#### Work required
Among the lines of the records below, copy those that hold the word "LocalSessionManager".

Records supplied START

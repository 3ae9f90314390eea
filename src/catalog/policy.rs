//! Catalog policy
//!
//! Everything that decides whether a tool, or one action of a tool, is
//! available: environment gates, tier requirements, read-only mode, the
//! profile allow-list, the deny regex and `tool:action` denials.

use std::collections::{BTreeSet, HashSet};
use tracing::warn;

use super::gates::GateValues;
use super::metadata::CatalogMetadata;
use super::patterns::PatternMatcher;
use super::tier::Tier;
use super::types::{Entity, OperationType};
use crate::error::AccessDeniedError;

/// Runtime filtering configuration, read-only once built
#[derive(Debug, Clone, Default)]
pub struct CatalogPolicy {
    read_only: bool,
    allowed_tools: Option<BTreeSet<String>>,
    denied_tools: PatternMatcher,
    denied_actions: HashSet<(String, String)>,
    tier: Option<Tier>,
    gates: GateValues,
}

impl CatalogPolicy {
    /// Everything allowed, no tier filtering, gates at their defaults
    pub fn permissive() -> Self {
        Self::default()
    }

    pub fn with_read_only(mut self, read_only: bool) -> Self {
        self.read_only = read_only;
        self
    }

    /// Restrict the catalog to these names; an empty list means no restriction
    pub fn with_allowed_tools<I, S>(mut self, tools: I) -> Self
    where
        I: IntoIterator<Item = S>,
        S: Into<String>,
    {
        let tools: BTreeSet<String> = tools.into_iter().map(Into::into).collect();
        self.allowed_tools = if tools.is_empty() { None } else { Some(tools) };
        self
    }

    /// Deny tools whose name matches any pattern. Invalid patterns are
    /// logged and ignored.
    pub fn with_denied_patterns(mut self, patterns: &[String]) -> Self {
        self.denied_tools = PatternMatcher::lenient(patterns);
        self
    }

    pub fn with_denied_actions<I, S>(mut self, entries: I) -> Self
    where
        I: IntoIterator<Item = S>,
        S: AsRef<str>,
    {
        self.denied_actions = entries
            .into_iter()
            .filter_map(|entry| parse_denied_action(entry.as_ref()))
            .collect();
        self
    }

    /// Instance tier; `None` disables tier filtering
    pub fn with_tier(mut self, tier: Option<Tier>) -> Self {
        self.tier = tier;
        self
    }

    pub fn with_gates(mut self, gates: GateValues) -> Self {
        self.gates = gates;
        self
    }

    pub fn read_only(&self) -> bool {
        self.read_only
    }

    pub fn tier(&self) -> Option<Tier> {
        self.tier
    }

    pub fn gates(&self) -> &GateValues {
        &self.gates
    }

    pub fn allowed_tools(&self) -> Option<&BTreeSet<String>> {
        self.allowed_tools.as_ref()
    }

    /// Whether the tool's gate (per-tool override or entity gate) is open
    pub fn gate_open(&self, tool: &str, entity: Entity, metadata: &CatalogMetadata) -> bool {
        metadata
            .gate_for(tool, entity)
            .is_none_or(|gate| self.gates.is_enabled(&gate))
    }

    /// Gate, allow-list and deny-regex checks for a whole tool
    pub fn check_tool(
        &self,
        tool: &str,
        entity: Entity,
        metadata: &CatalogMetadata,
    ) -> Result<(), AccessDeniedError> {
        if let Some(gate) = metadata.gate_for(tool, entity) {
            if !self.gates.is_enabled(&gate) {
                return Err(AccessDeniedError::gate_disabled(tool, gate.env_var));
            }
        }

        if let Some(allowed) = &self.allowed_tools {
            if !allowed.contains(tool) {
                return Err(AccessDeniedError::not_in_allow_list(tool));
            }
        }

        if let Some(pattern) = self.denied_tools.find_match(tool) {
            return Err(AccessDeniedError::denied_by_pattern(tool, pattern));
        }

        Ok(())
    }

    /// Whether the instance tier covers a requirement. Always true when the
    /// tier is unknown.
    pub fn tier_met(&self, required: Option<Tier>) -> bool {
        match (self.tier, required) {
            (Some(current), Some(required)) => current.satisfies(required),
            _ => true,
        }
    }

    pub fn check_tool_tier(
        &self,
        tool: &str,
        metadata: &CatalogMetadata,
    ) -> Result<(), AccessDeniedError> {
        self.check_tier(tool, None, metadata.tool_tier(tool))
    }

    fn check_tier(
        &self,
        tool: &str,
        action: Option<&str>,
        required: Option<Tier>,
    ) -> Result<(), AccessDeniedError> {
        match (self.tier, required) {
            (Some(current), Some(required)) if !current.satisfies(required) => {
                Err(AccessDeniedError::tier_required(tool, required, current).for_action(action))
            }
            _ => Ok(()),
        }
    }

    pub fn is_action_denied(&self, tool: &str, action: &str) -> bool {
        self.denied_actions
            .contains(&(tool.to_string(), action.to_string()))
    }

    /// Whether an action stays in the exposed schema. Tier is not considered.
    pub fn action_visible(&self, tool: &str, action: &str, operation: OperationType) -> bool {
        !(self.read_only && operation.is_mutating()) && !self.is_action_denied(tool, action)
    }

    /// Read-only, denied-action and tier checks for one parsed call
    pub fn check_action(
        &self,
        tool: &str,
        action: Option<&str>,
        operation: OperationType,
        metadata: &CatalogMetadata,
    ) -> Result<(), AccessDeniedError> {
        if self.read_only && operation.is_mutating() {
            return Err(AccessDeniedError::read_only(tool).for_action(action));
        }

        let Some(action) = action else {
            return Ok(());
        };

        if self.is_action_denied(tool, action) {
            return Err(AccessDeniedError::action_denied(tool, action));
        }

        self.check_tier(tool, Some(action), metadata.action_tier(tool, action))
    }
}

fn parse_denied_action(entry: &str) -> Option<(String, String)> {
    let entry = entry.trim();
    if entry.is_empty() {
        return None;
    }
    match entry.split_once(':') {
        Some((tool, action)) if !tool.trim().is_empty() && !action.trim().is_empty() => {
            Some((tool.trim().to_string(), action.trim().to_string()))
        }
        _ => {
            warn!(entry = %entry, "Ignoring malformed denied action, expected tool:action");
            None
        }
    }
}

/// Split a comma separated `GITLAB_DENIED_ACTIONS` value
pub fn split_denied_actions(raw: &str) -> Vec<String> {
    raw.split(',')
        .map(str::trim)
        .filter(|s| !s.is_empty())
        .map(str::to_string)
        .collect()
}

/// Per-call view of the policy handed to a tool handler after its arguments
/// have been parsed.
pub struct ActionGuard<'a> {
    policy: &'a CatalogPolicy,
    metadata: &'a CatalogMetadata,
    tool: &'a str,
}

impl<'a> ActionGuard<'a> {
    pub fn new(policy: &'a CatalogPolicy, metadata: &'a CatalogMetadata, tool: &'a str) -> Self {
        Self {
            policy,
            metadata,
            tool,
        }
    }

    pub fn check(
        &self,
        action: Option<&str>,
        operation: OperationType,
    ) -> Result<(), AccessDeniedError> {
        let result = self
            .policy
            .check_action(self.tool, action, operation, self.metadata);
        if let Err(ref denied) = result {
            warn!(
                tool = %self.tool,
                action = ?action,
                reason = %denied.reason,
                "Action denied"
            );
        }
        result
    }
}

Records supplied END
Records supplied START

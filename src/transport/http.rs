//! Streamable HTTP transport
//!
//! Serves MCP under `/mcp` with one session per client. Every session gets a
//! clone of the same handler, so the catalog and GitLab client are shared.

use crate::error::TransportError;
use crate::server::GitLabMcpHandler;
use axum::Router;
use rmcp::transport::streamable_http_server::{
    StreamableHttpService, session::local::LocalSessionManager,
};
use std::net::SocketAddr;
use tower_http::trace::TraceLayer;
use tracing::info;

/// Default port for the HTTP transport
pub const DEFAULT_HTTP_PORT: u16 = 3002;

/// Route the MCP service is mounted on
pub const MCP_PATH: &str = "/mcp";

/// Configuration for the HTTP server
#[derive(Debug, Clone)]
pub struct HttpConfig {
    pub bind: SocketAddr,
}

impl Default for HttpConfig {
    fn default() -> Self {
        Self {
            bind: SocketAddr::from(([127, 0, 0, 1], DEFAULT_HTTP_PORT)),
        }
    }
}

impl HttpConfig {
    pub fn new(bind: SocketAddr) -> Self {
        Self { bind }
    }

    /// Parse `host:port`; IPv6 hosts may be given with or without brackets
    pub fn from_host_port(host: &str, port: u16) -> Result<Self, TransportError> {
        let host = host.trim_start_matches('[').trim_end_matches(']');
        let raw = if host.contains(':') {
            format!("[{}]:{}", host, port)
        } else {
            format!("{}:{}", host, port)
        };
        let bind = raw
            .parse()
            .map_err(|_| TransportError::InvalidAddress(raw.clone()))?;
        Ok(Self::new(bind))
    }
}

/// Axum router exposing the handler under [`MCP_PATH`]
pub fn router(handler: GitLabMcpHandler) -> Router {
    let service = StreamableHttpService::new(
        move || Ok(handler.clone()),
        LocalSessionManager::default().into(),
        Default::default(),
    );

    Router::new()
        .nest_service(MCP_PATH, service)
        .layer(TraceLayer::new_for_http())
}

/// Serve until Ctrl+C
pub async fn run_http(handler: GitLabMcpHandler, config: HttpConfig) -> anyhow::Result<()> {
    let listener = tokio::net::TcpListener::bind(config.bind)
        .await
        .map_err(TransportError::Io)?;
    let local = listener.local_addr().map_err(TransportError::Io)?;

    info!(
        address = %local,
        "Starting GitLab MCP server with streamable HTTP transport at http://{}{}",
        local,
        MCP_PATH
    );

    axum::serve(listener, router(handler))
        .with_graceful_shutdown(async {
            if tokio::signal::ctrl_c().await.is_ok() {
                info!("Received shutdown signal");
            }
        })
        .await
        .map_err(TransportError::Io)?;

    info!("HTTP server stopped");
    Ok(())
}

Records supplied END

#### Task response
    StreamableHttpService, session::local::LocalSessionManager,
        LocalSessionManager::default().into(),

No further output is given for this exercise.